Добавить в цитаты Настройки чтения

Страница 8 из 22



Теперь же, внезапно закончив с Джун, он наклонился к Дейрдре и негромко произнес педантичным тоном:

– А ты, дорогая моя Дейрдре, ни в коем случае не отвечай на письма до тех пор, пока ожидание получателя не будет притуплено отчаянием. И ты никогда не станешь Клариссой. Голос подведет тебя в телефонном разговоре, и твоя добродетель, не в силах уклониться каким-либо цивилизованным способом, беспокойно перевернется в своей двойной могиле.

А Дейрдре, знавшая отца достаточно хорошо, чтобы не благодарить его за подарок на день рождения, отозвалась:

– Дорогой мой папа, какой интерес может представлять для тебя мой голос или моя добродетель?

На что он с еле заметным проблеском злокозненности ответил:

– Никакого – если не считать того, что я изучаю конфликты, – и кротко уставился на свое апельсиновое суфле.

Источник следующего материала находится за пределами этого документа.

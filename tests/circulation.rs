//! Loan lifecycle against the in-memory store

mod common;

use chrono::Duration;
use rust_decimal::Decimal;
use std::str::FromStr;
use uuid::Uuid;

use common::Harness;
use elidune_circulation::{
    error::{AppError, ErrorCode},
    models::{CirculationStatus, CopyBucket, ItemStatus, ReservationStatus, ReturnCondition},
    repository::CirculationStore,
};

#[tokio::test]
async fn test_two_copies_three_patrons() {
    let mut h = Harness::new();
    let (a, b, c) = (Uuid::new_v4(), Uuid::new_v4(), Uuid::new_v4());
    let item = h.services.registry.register_item(2).await.unwrap();

    let record_a = h.services.ledger.issue(item.id, a, 14).await.unwrap();
    h.assert_balanced(item.id).await;
    assert_eq!(record_a.status, CirculationStatus::Issued);
    let stock = h.services.registry.get_item(item.id).await.unwrap();
    assert_eq!((stock.available_copies, stock.borrowed_copies), (1, 1));

    h.services.ledger.issue(item.id, b, 14).await.unwrap();
    h.assert_balanced(item.id).await;
    let stock = h.services.registry.get_item(item.id).await.unwrap();
    assert_eq!((stock.available_copies, stock.borrowed_copies), (0, 2));

    let err = h.services.ledger.issue(item.id, c, 14).await.unwrap_err();
    h.assert_balanced(item.id).await;
    assert!(matches!(err, AppError::Conflict(ErrorCode::NoCopiesAvailable, _)));

    let hold = h.services.reservations.reserve(item.id, c, 7).await.unwrap();
    h.assert_balanced(item.id).await;
    assert_eq!(hold.status, ReservationStatus::Active);

    h.set_day(20);
    let receipt = h
        .services
        .ledger
        .return_item(record_a.id, ReturnCondition::Good)
        .await
        .unwrap();
    h.assert_balanced(item.id).await;
    assert_eq!(receipt.record.status, CirculationStatus::Returned);
    assert_eq!(receipt.record.fine_amount, Decimal::from_str("3.00").unwrap());

    let fulfillment = receipt.fulfillment.expect("hold should be served");
    assert_eq!(fulfillment.reservation.id, hold.id);
    assert_eq!(fulfillment.reservation.status, ReservationStatus::Completed);
    assert_eq!(fulfillment.reservation.pickup_date, Some(h.now()));
    assert_eq!(fulfillment.loan.patron_id, c);
    assert_eq!(fulfillment.loan.status, CirculationStatus::Issued);

    let stock = h.services.registry.get_item(item.id).await.unwrap();
    assert_eq!((stock.available_copies, stock.borrowed_copies), (0, 2));
    assert!(stock.is_balanced());

    let stored_hold = h.services.reservations.get_reservation(hold.id).await.unwrap();
    assert_eq!(stored_hold.loan_id, Some(fulfillment.loan.id));

    let notice = h.next_notice().await.expect("patron C should be notified");
    assert_eq!(notice.patron_id, c);
    assert_eq!(notice.loan_id, fulfillment.loan.id);
}

#[tokio::test]
async fn test_on_time_return_has_no_fine() {
    let h = Harness::new();
    let item = h.services.registry.register_item(1).await.unwrap();
    let record = h.services.ledger.issue(item.id, Uuid::new_v4(), 14).await.unwrap();
    h.assert_balanced(item.id).await;

    h.set_day(14);
    let receipt = h
        .services
        .ledger
        .return_item(record.id, ReturnCondition::Good)
        .await
        .unwrap();
    h.assert_balanced(item.id).await;
    assert_eq!(receipt.record.fine_amount, Decimal::ZERO);
    assert!(receipt.fulfillment.is_none());

    let stock = h.services.registry.get_item(item.id).await.unwrap();
    assert_eq!(stock.available_copies, 1);
}

#[tokio::test]
async fn test_fine_is_capped() {
    let h = Harness::new();
    let item = h.services.registry.register_item(1).await.unwrap();
    let record = h.services.ledger.issue(item.id, Uuid::new_v4(), 14).await.unwrap();
    h.assert_balanced(item.id).await;

    h.set_day(14 + 365);
    let receipt = h
        .services
        .ledger
        .return_item(record.id, ReturnCondition::Good)
        .await
        .unwrap();
    h.assert_balanced(item.id).await;
    assert_eq!(receipt.record.fine_amount, Decimal::from_str("50.00").unwrap());
}

#[tokio::test]
async fn test_return_twice_is_invalid() {
    let h = Harness::new();
    let item = h.services.registry.register_item(1).await.unwrap();
    let record = h.services.ledger.issue(item.id, Uuid::new_v4(), 14).await.unwrap();
    h.assert_balanced(item.id).await;

    h.services
        .ledger
        .return_item(record.id, ReturnCondition::Good)
        .await
        .unwrap();
    h.assert_balanced(item.id).await;
    let err = h
        .services
        .ledger
        .return_item(record.id, ReturnCondition::Good)
        .await
        .unwrap_err();
    h.assert_balanced(item.id).await;
    assert!(matches!(err, AppError::InvalidTransition(_)));

    let stock = h.services.registry.get_item(item.id).await.unwrap();
    assert_eq!(stock.available_copies, 1);
    assert_eq!(stock.borrowed_copies, 0);
}

#[tokio::test]
async fn test_lost_and_damaged_returns() {
    let h = Harness::new();
    let item = h.services.registry.register_item(3).await.unwrap();
    let lost = h.services.ledger.issue(item.id, Uuid::new_v4(), 14).await.unwrap();
    h.assert_balanced(item.id).await;
    let damaged = h.services.ledger.issue(item.id, Uuid::new_v4(), 14).await.unwrap();
    h.assert_balanced(item.id).await;

    let receipt = h
        .services
        .ledger
        .return_item(lost.id, ReturnCondition::Lost)
        .await
        .unwrap();
    h.assert_balanced(item.id).await;
    assert_eq!(receipt.record.status, CirculationStatus::Lost);

    let receipt = h
        .services
        .ledger
        .return_item(damaged.id, ReturnCondition::Damaged)
        .await
        .unwrap();
    h.assert_balanced(item.id).await;
    assert_eq!(receipt.record.status, CirculationStatus::Damaged);

    let stock = h.services.registry.get_item(item.id).await.unwrap();
    assert_eq!(stock.count(CopyBucket::Available), 1);
    assert_eq!(stock.count(CopyBucket::Lost), 1);
    assert_eq!(stock.count(CopyBucket::Damaged), 1);
    assert_eq!(stock.count(CopyBucket::Borrowed), 0);
    assert!(stock.is_balanced());
}

#[tokio::test]
async fn test_lost_copy_does_not_serve_the_queue() {
    let h = Harness::new();
    let item = h.services.registry.register_item(1).await.unwrap();
    let record = h.services.ledger.issue(item.id, Uuid::new_v4(), 14).await.unwrap();
    h.assert_balanced(item.id).await;
    let hold = h
        .services
        .reservations
        .reserve(item.id, Uuid::new_v4(), 7)
        .await
        .unwrap();
    h.assert_balanced(item.id).await;

    let receipt = h
        .services
        .ledger
        .return_item(record.id, ReturnCondition::Lost)
        .await
        .unwrap();
    h.assert_balanced(item.id).await;
    assert!(receipt.fulfillment.is_none());
    let hold = h.services.reservations.get_reservation(hold.id).await.unwrap();
    assert_eq!(hold.status, ReservationStatus::Active);
}

#[tokio::test]
async fn test_extend_blocked_by_waiting_patron() {
    let h = Harness::new();
    let item = h.services.registry.register_item(1).await.unwrap();
    let record = h.services.ledger.issue(item.id, Uuid::new_v4(), 14).await.unwrap();
    h.assert_balanced(item.id).await;
    h.services
        .reservations
        .reserve(item.id, Uuid::new_v4(), 7)
        .await
        .unwrap();
    h.assert_balanced(item.id).await;

    let err = h
        .services
        .ledger
        .extend(record.id, record.due_date + Duration::days(7))
        .await
        .unwrap_err();
    h.assert_balanced(item.id).await;
    assert!(matches!(err, AppError::Conflict(ErrorCode::HoldsPending, _)));

    let unchanged = h.services.ledger.get_record(record.id).await.unwrap();
    assert_eq!(unchanged.due_date, record.due_date);
}

#[tokio::test]
async fn test_extend_closed_loan_is_invalid() {
    let h = Harness::new();
    let item = h.services.registry.register_item(1).await.unwrap();
    let record = h.services.ledger.issue(item.id, Uuid::new_v4(), 14).await.unwrap();
    h.assert_balanced(item.id).await;
    h.services
        .ledger
        .return_item(record.id, ReturnCondition::Good)
        .await
        .unwrap();
    h.assert_balanced(item.id).await;

    let err = h
        .services
        .ledger
        .extend(record.id, record.due_date + Duration::days(7))
        .await
        .unwrap_err();
    h.assert_balanced(item.id).await;
    assert!(matches!(err, AppError::InvalidTransition(_)));
}

#[tokio::test]
async fn test_duplicate_loan_refused() {
    let h = Harness::new();
    let patron = Uuid::new_v4();
    let item = h.services.registry.register_item(2).await.unwrap();
    h.services.ledger.issue(item.id, patron, 14).await.unwrap();
    h.assert_balanced(item.id).await;

    let err = h.services.ledger.issue(item.id, patron, 14).await.unwrap_err();
    h.assert_balanced(item.id).await;
    assert!(matches!(err, AppError::Conflict(ErrorCode::DuplicateLoan, _)));
}

#[tokio::test]
async fn test_loan_limit_and_overdue_block_issue() {
    let h = Harness::new();
    let patron = Uuid::new_v4();
    h.patrons.set_max_loans(patron, 1);
    let first = h.services.registry.register_item(1).await.unwrap();
    let second = h.services.registry.register_item(1).await.unwrap();

    h.services.ledger.issue(first.id, patron, 14).await.unwrap();
    h.assert_balanced(first.id).await;
    h.assert_balanced(second.id).await;
    let err = h.services.ledger.issue(second.id, patron, 14).await.unwrap_err();
    h.assert_balanced(first.id).await;
    h.assert_balanced(second.id).await;
    assert!(matches!(
        err,
        AppError::PolicyViolation(ErrorCode::LoanLimitExceeded, _)
    ));

    h.patrons.set_max_loans(patron, 5);
    h.set_day(15);
    let err = h.services.ledger.issue(second.id, patron, 14).await.unwrap_err();
    h.assert_balanced(first.id).await;
    h.assert_balanced(second.id).await;
    assert!(matches!(
        err,
        AppError::PolicyViolation(ErrorCode::HasOverdueLoan, _)
    ));

    let overdue = h.services.ledger.overdue_loans().await.unwrap();
    assert_eq!(overdue.len(), 1);
    assert_eq!(overdue[0].item_id, first.id);
}

#[tokio::test]
async fn test_inactive_item_cannot_be_issued() {
    let h = Harness::new();
    let item = h.services.registry.register_item(1).await.unwrap();
    h.services
        .registry
        .set_status(item.id, ItemStatus::Maintenance)
        .await
        .unwrap();
    h.assert_balanced(item.id).await;

    let err = h
        .services
        .ledger
        .issue(item.id, Uuid::new_v4(), 14)
        .await
        .unwrap_err();
    h.assert_balanced(item.id).await;
    assert!(matches!(err, AppError::Conflict(ErrorCode::ItemInactive, _)));
}

#[tokio::test]
async fn test_retire_requires_quiet_item() {
    let h = Harness::new();
    let item = h.services.registry.register_item(1).await.unwrap();
    let record = h.services.ledger.issue(item.id, Uuid::new_v4(), 14).await.unwrap();
    h.assert_balanced(item.id).await;

    let err = h.services.registry.retire_item(item.id).await.unwrap_err();
    h.assert_balanced(item.id).await;
    assert!(matches!(
        err,
        AppError::Conflict(ErrorCode::OutstandingCirculation, _)
    ));

    h.services
        .ledger
        .return_item(record.id, ReturnCondition::Good)
        .await
        .unwrap();
    h.assert_balanced(item.id).await;
    let retired = h.services.registry.retire_item(item.id).await.unwrap();
    h.assert_balanced(item.id).await;
    assert_eq!(retired.status, ItemStatus::Retired);

    let err = h
        .services
        .ledger
        .issue(item.id, Uuid::new_v4(), 14)
        .await
        .unwrap_err();
    h.assert_balanced(item.id).await;
    assert!(matches!(err, AppError::NotFound(_)));
}

#[tokio::test]
async fn test_patron_history_lists_all_loans() {
    let h = Harness::new();
    let patron = Uuid::new_v4();
    let item = h.services.registry.register_item(1).await.unwrap();

    let first = h.services.ledger.issue(item.id, patron, 14).await.unwrap();
    h.assert_balanced(item.id).await;
    h.services
        .ledger
        .return_item(first.id, ReturnCondition::Good)
        .await
        .unwrap();
    h.assert_balanced(item.id).await;
    h.services.ledger.issue(item.id, patron, 14).await.unwrap();
    h.assert_balanced(item.id).await;

    let loans = h.services.ledger.patron_loans(patron).await.unwrap();
    assert_eq!(loans.len(), 2);
    assert_eq!(loans.iter().filter(|r| r.is_open()).count(), 1);

    let records = h.store.all_records().unwrap();
    assert_eq!(records.len(), 2);
    let open = h.store.open_records_by_item(item.id).await.unwrap();
    assert_eq!(open.len(), 1);
}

Миссис Флеминг поспешно уступила Луи Вейла Дейрдре для возобновления беседы. Сколько раз она сидела за этим столом, препятствуя вылазкам мужа – стоило чуть поспешить, и он оставался недоволен, чуть промедлить, и гостям бывал нанесен ущерб; и, вероятно, хуже всего было действовать вовремя, в чем он видел вызов и предпринимал еще более убийственные и изощренные атаки – неизменно против людей, лишенных остроумия или уверенности, чтобы дать отпор (как ему этого хотелось бы). Однажды она пригрозила вывести его из себя, но он, игнорируя тот факт, что это невозможно, заставил ее замолчать, заявив просто, что ситуация между двумя состоящими в браке людьми так мучительно знакома им, что потребность сделать ее загадкой для всех остальных безусловно очевидна. Не то чтобы она его боялась, но за двадцать три года он в буквальном смысле изнурил ее, следовательно, она никогда не предпринимала попыток публично расстроить его планы. Должно быть, предположила она, у него выдался тяжелый день. И она повернулась к Джозефу – он, как было известно ей, недолюбливал ее с простотой и непримиримостью, которые она находила трогательными и порой даже милыми.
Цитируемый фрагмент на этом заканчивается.